Beatles – Alguém. vai. questionar?

Queen – Vai? Só checando.

Elvis Costello – Não, ninguém vai questionar.

Adele – Anos atrás, só eu e meia dúzia de privilegiados apreciávamos. Depois, no Brasil, degringolou para trilha de novela, toque de celular, versão em Arrocha e outros sacrilégios. Maldita democratização cultural.

Muse – Tipo uma Legião Urbana do trópico norte. Só ficam devendo as letras do Renato. Saiba mais aqui.

Câmera Obscura – Daquelas bandas que, daqui a cinco anos, também vai virar trilha de novela e matar a gente de desgosto. Aproveite enquanto há tempo aqui.

Keane – Ai, acho tudo tão chorááável.
Se jogue na fossa por esse buraco aqui.

Snow Patrol – Garçom, mais uma dose.

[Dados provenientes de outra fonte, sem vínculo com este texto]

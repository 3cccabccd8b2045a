//! [`SqliteStore`], the SQLite implementation of the nutrigate store traits.

use std::path::Path;

use chrono::{DateTime, Utc};
use rusqlite::{OptionalExtension as _, types::Value};

use nutrigate_core::{
  credential::{GuestCredential, RegisteredCredential},
  store::{AuditLog, AuditRecord, CredentialStore, ParamSource, ParameterStore},
};

use crate::{
  encode::{encode_date, encode_dt, encode_time, RawGuest, RawRegistered},
  schema::SCHEMA,
  Error, Result,
};

// ─── Store ───────────────────────────────────────────────────────────────────

/// Credential, parameter and audit tables backed by a single SQLite file.
///
/// Cloning is cheap: the inner connection is reference-counted.
#[derive(Clone)]
pub struct SqliteStore {
  pub(crate) conn: tokio_rusqlite::Connection,
}

impl SqliteStore {
  /// Open (or create) a store at `path` and run schema initialisation.
  pub async fn open(path: impl AsRef<Path>) -> Result<Self> {
    let path = path.as_ref();
    let conn = tokio_rusqlite::Connection::open(path).await?;
    let store = Self { conn };
    store.init_schema().await?;
    tracing::debug!(path = %path.display(), "opened sqlite store");
    Ok(store)
  }

  /// Open an in-memory store, for tests.
  pub async fn open_in_memory() -> Result<Self> {
    let conn = tokio_rusqlite::Connection::open_in_memory().await?;
    let store = Self { conn };
    store.init_schema().await?;
    Ok(store)
  }

  async fn init_schema(&self) -> Result<()> {
    self
      .conn
      .call(|conn| {
        conn.execute_batch(SCHEMA)?;
        Ok(())
      })
      .await?;
    Ok(())
  }

  /// Shared `UPDATE` for both credential tables. Only still-active rows are
  /// touched, so repeating the call for the same token changes nothing.
  async fn deactivate(
    &self,
    table:     &'static str,
    token:     &str,
    closed_at: DateTime<Utc>,
  ) -> Result<bool> {
    let token_str = token.to_owned();
    let at_str    = encode_dt(closed_at);

    let changed = self
      .conn
      .call(move |conn| {
        let sql = format!(
          "UPDATE {table} SET is_active = 0, closed_at = ?2
           WHERE token = ?1 AND is_active = 1"
        );
        Ok(conn.execute(&sql, rusqlite::params![token_str, at_str])?)
      })
      .await?;

    Ok(changed > 0)
  }
}

// ─── CredentialStore impl ────────────────────────────────────────────────────

impl CredentialStore for SqliteStore {
  type Error = Error;

  async fn find_registered(
    &self,
    token: &str,
    now:   DateTime<Utc>,
  ) -> Result<Option<RegisteredCredential>> {
    let token_str = token.to_owned();
    let now_str   = encode_dt(now);

    let raw: Option<RawRegistered> = self
      .conn
      .call(move |conn| {
        Ok(
          conn
            .query_row(
              "SELECT
                 s.token, u.user_id, u.display_name, u.category, u.is_admin,
                 u.patient_id, s.issued_at, s.expires_at, s.is_active, u.web_access
               FROM sessions s
               JOIN users u ON u.user_id = s.user_id
               WHERE s.token = ?1
                 AND s.is_active = 1
                 AND u.web_access = 1
                 AND (NULLIF(TRIM(s.expires_at), '') IS NULL
                      OR julianday(s.expires_at) > julianday(?2))",
              rusqlite::params![token_str, now_str],
              |row| {
                Ok(RawRegistered {
                  token:        row.get(0)?,
                  user_id:      row.get(1)?,
                  display_name: row.get(2)?,
                  category:     row.get(3)?,
                  is_admin:     row.get(4)?,
                  patient_id:   row.get(5)?,
                  issued_at:    row.get(6)?,
                  expires_at:   row.get(7)?,
                  is_active:    row.get(8)?,
                  web_access:   row.get(9)?,
                })
              },
            )
            .optional()?,
        )
      })
      .await?;

    raw.map(RawRegistered::into_credential).transpose()
  }

  async fn find_guest(&self, token: &str, now: DateTime<Utc>) -> Result<Option<GuestCredential>> {
    let token_str = token.to_owned();
    let now_str   = encode_dt(now);

    let raw: Option<RawGuest> = self
      .conn
      .call(move |conn| {
        Ok(
          conn
            .query_row(
              "SELECT token, issued_at, expires_at, source_ip, is_active
               FROM guest_tokens
               WHERE token = ?1
                 AND is_active = 1
                 AND (NULLIF(TRIM(expires_at), '') IS NULL
                      OR julianday(expires_at) > julianday(?2))",
              rusqlite::params![token_str, now_str],
              |row| {
                Ok(RawGuest {
                  token:      row.get(0)?,
                  issued_at:  row.get(1)?,
                  expires_at: row.get(2)?,
                  source_ip:  row.get(3)?,
                  is_active:  row.get(4)?,
                })
              },
            )
            .optional()?,
        )
      })
      .await?;

    raw.map(RawGuest::into_credential).transpose()
  }

  async fn deactivate_registered(&self, token: &str, closed_at: DateTime<Utc>) -> Result<bool> {
    self.deactivate("sessions", token, closed_at).await
  }

  async fn deactivate_guest(&self, token: &str, closed_at: DateTime<Utc>) -> Result<bool> {
    self.deactivate("guest_tokens", token, closed_at).await
  }
}

// ─── ParameterStore impl ─────────────────────────────────────────────────────

impl ParameterStore for SqliteStore {
  type Error = Error;

  async fn parameter(&self, source: ParamSource, name: &str) -> Result<Option<String>> {
    let name_str = name.to_owned();

    let value: Option<Value> = self
      .conn
      .call(move |conn| {
        // Identifiers come from compile-time constants, never from input.
        let sql = format!(
          "SELECT {value} FROM {table} WHERE {key} = ?1 LIMIT 1",
          value = source.value_column,
          table = source.table,
          key   = source.key_column,
        );
        Ok(
          conn
            .query_row(&sql, rusqlite::params![name_str], |row| row.get(0))
            .optional()?,
        )
      })
      .await?;

    Ok(match value {
      Some(Value::Text(s)) => Some(s),
      Some(Value::Integer(i)) => Some(i.to_string()),
      Some(Value::Real(f)) => Some(f.to_string()),
      Some(Value::Null) | Some(Value::Blob(_)) | None => None,
    })
  }
}

// ─── AuditLog impl ───────────────────────────────────────────────────────────

impl AuditLog for SqliteStore {
  type Error = Error;

  async fn append(&self, record: AuditRecord) -> Result<()> {
    let date_str    = encode_date(record.date);
    let time_str    = encode_time(record.time);
    let outcome_str = record.outcome.as_str();

    self
      .conn
      .call(move |conn| {
        conn.execute(
          "INSERT INTO access_log (user_id, date, time, outcome, client_ip)
           VALUES (?1, ?2, ?3, ?4, ?5)",
          rusqlite::params![record.subject_id, date_str, time_str, outcome_str, record.client_ip],
        )?;
        Ok(())
      })
      .await?;
    Ok(())
  }
}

Mais duas. Senta aqui comigo, garçom.
Senta e ouve isso aqui também.

Radiohead – Avacalhando com o precário programa de manutenção da minha dignidade desde 2006.

Coldplay – É uma espécie de hino do Velho Mundo. Deviam fabricar notas de euro com a saudação “Viva la vida“.

Temos também os de sempre: Led Zeppelin, Pink Floyd, The Police, Oasis, Rolling Stones, The Smiths, Amy Winehouse (que eu citei aqui) e muitos e muitos outros.

Todos britânicos? É a lei da compensação. Acho que valem os graus negativos da Grã-Bretanha. E as sopas de nabo. E os ataques terroristas. E uns dez mil litros de chá das cinco.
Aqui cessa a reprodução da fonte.